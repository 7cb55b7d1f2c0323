use std::collections::HashMap;
use std::sync::{Arc, Mutex};

use crate::error::SessionError;
use crate::session::{Session, SessionInfo, SessionOptions, SessionState};

/// Host-wide table of live sessions, mutated under a single lock (§5: "Host
/// session registry: mutated under a single lock").
///
/// Sessions themselves serialize their own state behind their own locks, so
/// this registry only ever needs to hold its lock long enough to insert,
/// look up, or remove an `Arc<Session>` — never across a PTY or IO call.
pub struct SessionRegistry {
    max_sessions: usize,
    sessions: Mutex<HashMap<String, Arc<Session>>>,
}

impl SessionRegistry {
    #[must_use]
    pub fn new(max_sessions: usize) -> SessionRegistry {
        SessionRegistry { max_sessions, sessions: Mutex::new(HashMap::new()) }
    }

    /// Spawns and registers a new session. Rejects a duplicate id or a
    /// registry already at `max_sessions` without spawning anything.
    pub fn create(&self, options: SessionOptions) -> Result<Arc<Session>, SessionError> {
        let mut sessions = self.sessions.lock().unwrap();
        if sessions.contains_key(&options.id) {
            return Err(SessionError::LimitExceeded(format!(
                "session id {:?} already exists",
                options.id
            )));
        }
        if sessions.len() >= self.max_sessions {
            return Err(SessionError::LimitExceeded(format!(
                "session limit of {} reached",
                self.max_sessions
            )));
        }

        let session = Arc::new(Session::spawn(options)?);
        sessions.insert(session.id().to_string(), Arc::clone(&session));
        Ok(session)
    }

    #[must_use]
    pub fn get(&self, id: &str) -> Option<Arc<Session>> {
        self.sessions.lock().unwrap().get(id).cloned()
    }

    #[must_use]
    pub fn list(&self) -> Vec<SessionInfo> {
        self.sessions.lock().unwrap().values().map(|s| s.info()).collect()
    }

    /// Requests termination of `id`; returns `false` if no such session.
    pub fn kill(&self, id: &str, force: bool) -> Result<bool, SessionError> {
        let Some(session) = self.get(id) else { return Ok(false) };
        session.kill(force)?;
        Ok(true)
    }

    /// Kills every session whose `is_idle_timed_out()` is true, then removes
    /// every session already in a terminal state (`Exited`/`Failed`) from
    /// the table — including ones just killed above, once their read loop
    /// has finished recording the transition. Called by the host's idle
    /// reaper tick; this is the only place sessions are dropped from the
    /// registry, so a session's id and resources are freed for reuse once
    /// its `State` stops being `Running`.
    pub fn reap_idle(&self) {
        let idle: Vec<Arc<Session>> = {
            let sessions = self.sessions.lock().unwrap();
            sessions.values().filter(|s| s.is_idle_timed_out()).cloned().collect()
        };
        for session in idle {
            log::info!("session {} idle-timed-out, killing", session.id());
            if let Err(err) = session.kill(true) {
                log::warn!("failed to kill idle session {}: {err}", session.id());
            }
        }

        let terminated: Vec<String> = {
            let sessions = self.sessions.lock().unwrap();
            sessions
                .values()
                .filter(|s| matches!(s.state(), SessionState::Exited | SessionState::Failed))
                .map(|s| s.id().to_string())
                .collect()
        };
        for id in terminated {
            log::debug!("removing terminated session {id} from the registry");
            self.remove(&id);
        }
    }

    /// Removes a session from the table regardless of its state. Safe to
    /// call repeatedly; a no-op once the id is gone.
    pub fn remove(&self, id: &str) -> Option<Arc<Session>> {
        self.sessions.lock().unwrap().remove(id)
    }

    #[must_use]
    pub fn len(&self) -> usize {
        self.sessions.lock().unwrap().len()
    }

    #[must_use]
    pub fn is_empty(&self) -> bool {
        self.len() == 0
    }
}

#[cfg(test)]
mod tests {
    use super::*;
    use std::time::Duration;

    fn echo_options(id: &str) -> SessionOptions {
        SessionOptions {
            id: id.to_string(),
            cmd: "/bin/cat".to_string(),
            args: Vec::new(),
            cwd: None,
            env: Vec::new(),
            cols: 80,
            rows: 24,
            buffer_size: 4096,
            idle_timeout: None,
        }
    }

    #[test]
    fn rejects_duplicate_id() {
        let registry = SessionRegistry::new(10);
        registry.create(echo_options("dup")).unwrap();
        let err = registry.create(echo_options("dup")).unwrap_err();
        assert!(matches!(err, SessionError::LimitExceeded(_)));
    }

    #[test]
    fn rejects_beyond_max_sessions() {
        let registry = SessionRegistry::new(1);
        registry.create(echo_options("a")).unwrap();
        let err = registry.create(echo_options("b")).unwrap_err();
        assert!(matches!(err, SessionError::LimitExceeded(_)));
    }

    #[test]
    fn kill_unknown_id_returns_false() {
        let registry = SessionRegistry::new(10);
        assert!(!registry.kill("nope", true).unwrap());
    }

    #[test]
    fn list_reflects_created_sessions() {
        let registry = SessionRegistry::new(10);
        registry.create(echo_options("listed")).unwrap();
        let infos = registry.list();
        assert_eq!(infos.len(), 1);
        assert_eq!(infos[0].id, "listed");
    }

    #[test]
    fn reap_idle_kills_but_does_not_remove_from_table() {
        let mut opts = echo_options("idle");
        opts.idle_timeout = Some(Duration::from_millis(0));
        let registry = SessionRegistry::new(10);
        let session = registry.create(opts).unwrap();
        std::thread::sleep(Duration::from_millis(5));
        assert!(session.is_idle_timed_out());
        registry.reap_idle();
        assert_eq!(registry.len(), 1);
    }

    #[tokio::test]
    async fn reap_idle_removes_sessions_once_they_have_actually_terminated() {
        let registry = SessionRegistry::new(10);
        let session = registry.create(echo_options("short-lived")).unwrap();
        session.kill(true).unwrap();

        for _ in 0..100 {
            if session.state() != SessionState::Running {
                break;
            }
            tokio::time::sleep(Duration::from_millis(20)).await;
        }
        assert_ne!(session.state(), SessionState::Running);

        registry.reap_idle();
        assert_eq!(registry.len(), 0);
        assert!(registry.get("short-lived").is_none());
    }
}
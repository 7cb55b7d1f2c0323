use crate::actor::Actor;
use crate::csi::CsiParam;
use crate::enums::{Action, State};
use crate::{transitions, utf8};

const MAX_INTERMEDIATES: usize = 2;
const MAX_OSC_PARAMS: usize = 32;
const MAX_OSC_BYTES: usize = 8192;
const MAX_PARAMS: usize = 256;

#[derive(Debug)]
struct Params {
    items: [CsiParam; MAX_PARAMS],
    current: Option<CsiParam>,
    full: bool,
    idx: usize,
}

impl Default for Params {
    fn default() -> Self {
        Self {
            items: [CsiParam::default(); MAX_PARAMS],
            current: None,
            full: false,
            idx: 0,
        }
    }
}

impl Params {
    fn get(&self) -> Vec<CsiParam> {
        self.items[..self.idx].to_vec()
    }

    fn get_integers(&self) -> Vec<i64> {
        self.items[..self.idx]
            .iter()
            .map(|param| {
                if let CsiParam::Integer(val) = param {
                    *val
                } else {
                    0
                }
            })
            .collect()
    }

    fn push(&mut self, param: CsiParam) {
        if self.idx >= MAX_PARAMS {
            self.full = true;
            return;
        }

        self.items[self.idx] = param;
        self.idx += 1;
    }

    fn finish(&mut self) {
        if let Some(val) = self.current.take() {
            self.push(val);
        }
    }

    fn clear(&mut self) {
        self.current.take();
        self.full = false;
        self.idx = 0;
        self.items = [CsiParam::default(); MAX_PARAMS];
    }
}

#[derive(Debug, Default)]
struct OscState {
    buffer: Vec<u8>,
    params: [usize; MAX_OSC_PARAMS],
    idx: usize,
    full: bool,
}

impl OscState {
    fn put(&mut self, param: char) {
        if param == ';' {
            match self.idx {
                MAX_OSC_PARAMS => {
                    self.full = true;
                }
                num => {
                    self.params[num.saturating_sub(1)] = self.buffer.len();
                    self.idx += 1;
                }
            }

            return;
        }

        if self.full || self.buffer.len() >= MAX_OSC_BYTES {
            return;
        }

        let mut tmp = [0u8; 4];
        let bytes = param.encode_utf8(&mut tmp).as_bytes();
        self.buffer.extend_from_slice(bytes);

        if self.idx == 0 {
            self.idx = 1;
        }
    }

    fn clear(&mut self) {
        self.buffer.clear();
        self.idx = 0;
        self.full = false;
        self.params = Default::default();
    }
}
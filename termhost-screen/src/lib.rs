//! Grid-of-cells screen model driven by the escape sequence parser.
//!
//! [`ScreenBuffer`] is the pure data side: a primary and alternate
//! [`Grid`](grid::Grid) of [`Cell`](cell::Cell)s, cursor/pen/scrolling-region
//! state. [`Screen`] wraps it and implements `termhost_vte::Actor` so a
//! [`termhost_vte::Parser`] can drive it directly from PTY bytes.

mod cell;
mod color;
mod grid;
mod mode;
mod screen;
mod sgr;

pub use cell::{Cell, Flags, Pen};
pub use color::Color;
pub use grid::Grid;
pub use mode::{private, CursorStyle};
pub use screen::{Screen, ScreenBuffer};
pub use sgr::{apply_sgr, SgrDiffer};
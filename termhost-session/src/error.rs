use thiserror::Error;

/// Error taxonomy for session construction and control operations.
///
/// `ProtocolError` and `TransportError` are deliberately absent: those are
/// wire/transport concerns that belong to the codec and host layers, not to
/// a session itself.
#[derive(Error, Debug)]
pub enum SessionError {
    #[error("invalid argument: {0}")]
    InvalidArgument(String),

    #[error("limit exceeded: {0}")]
    LimitExceeded(String),

    #[error("session is not in a state that allows this operation: {0}")]
    StateError(String),

    #[error("pty error")]
    Pty(#[from] termhost_pty::PtyError),
}
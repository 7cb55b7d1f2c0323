use clap::Parser;
use env_logger::Env;

use termhostd::{Host, HostOptions};

#[tokio::main]
async fn main() -> anyhow::Result<()> {
    env_logger::Builder::from_env(Env::default().default_filter_or("info"))
        .format_timestamp_millis()
        .init();

    let options = HostOptions::parse();
    log::info!(
        "starting termhostd (max_sessions={}, buffer={}B)",
        options.max_sessions,
        options.default_buffer_size
    );

    Host::new(options).run().await
}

········

→ YOUR INSTRUCTIONS:
Start at the first line of the data above. Stop after the line containing "pub fn new(max_sessions: usize)", reproducing each line exactly and adding nothing.

→ ANSWER TO THIS TASK:
repository 7cb55b7d1f2c0323
use std::collections::HashMap;
use std::sync::{Arc, Mutex};

use crate::error::SessionError;
use crate::session::{Session, SessionInfo, SessionOptions, SessionState};

/// Host-wide table of live sessions, mutated under a single lock (§5: "Host
/// session registry: mutated under a single lock").
///
/// Sessions themselves serialize their own state behind their own locks, so
/// this registry only ever needs to hold its lock long enough to insert,
/// look up, or remove an `Arc<Session>` — never across a PTY or IO call.
pub struct SessionRegistry {
    max_sessions: usize,
    sessions: Mutex<HashMap<String, Arc<Session>>>,
}

impl SessionRegistry {
    #[must_use]
    pub fn new(max_sessions: usize) -> SessionRegistry {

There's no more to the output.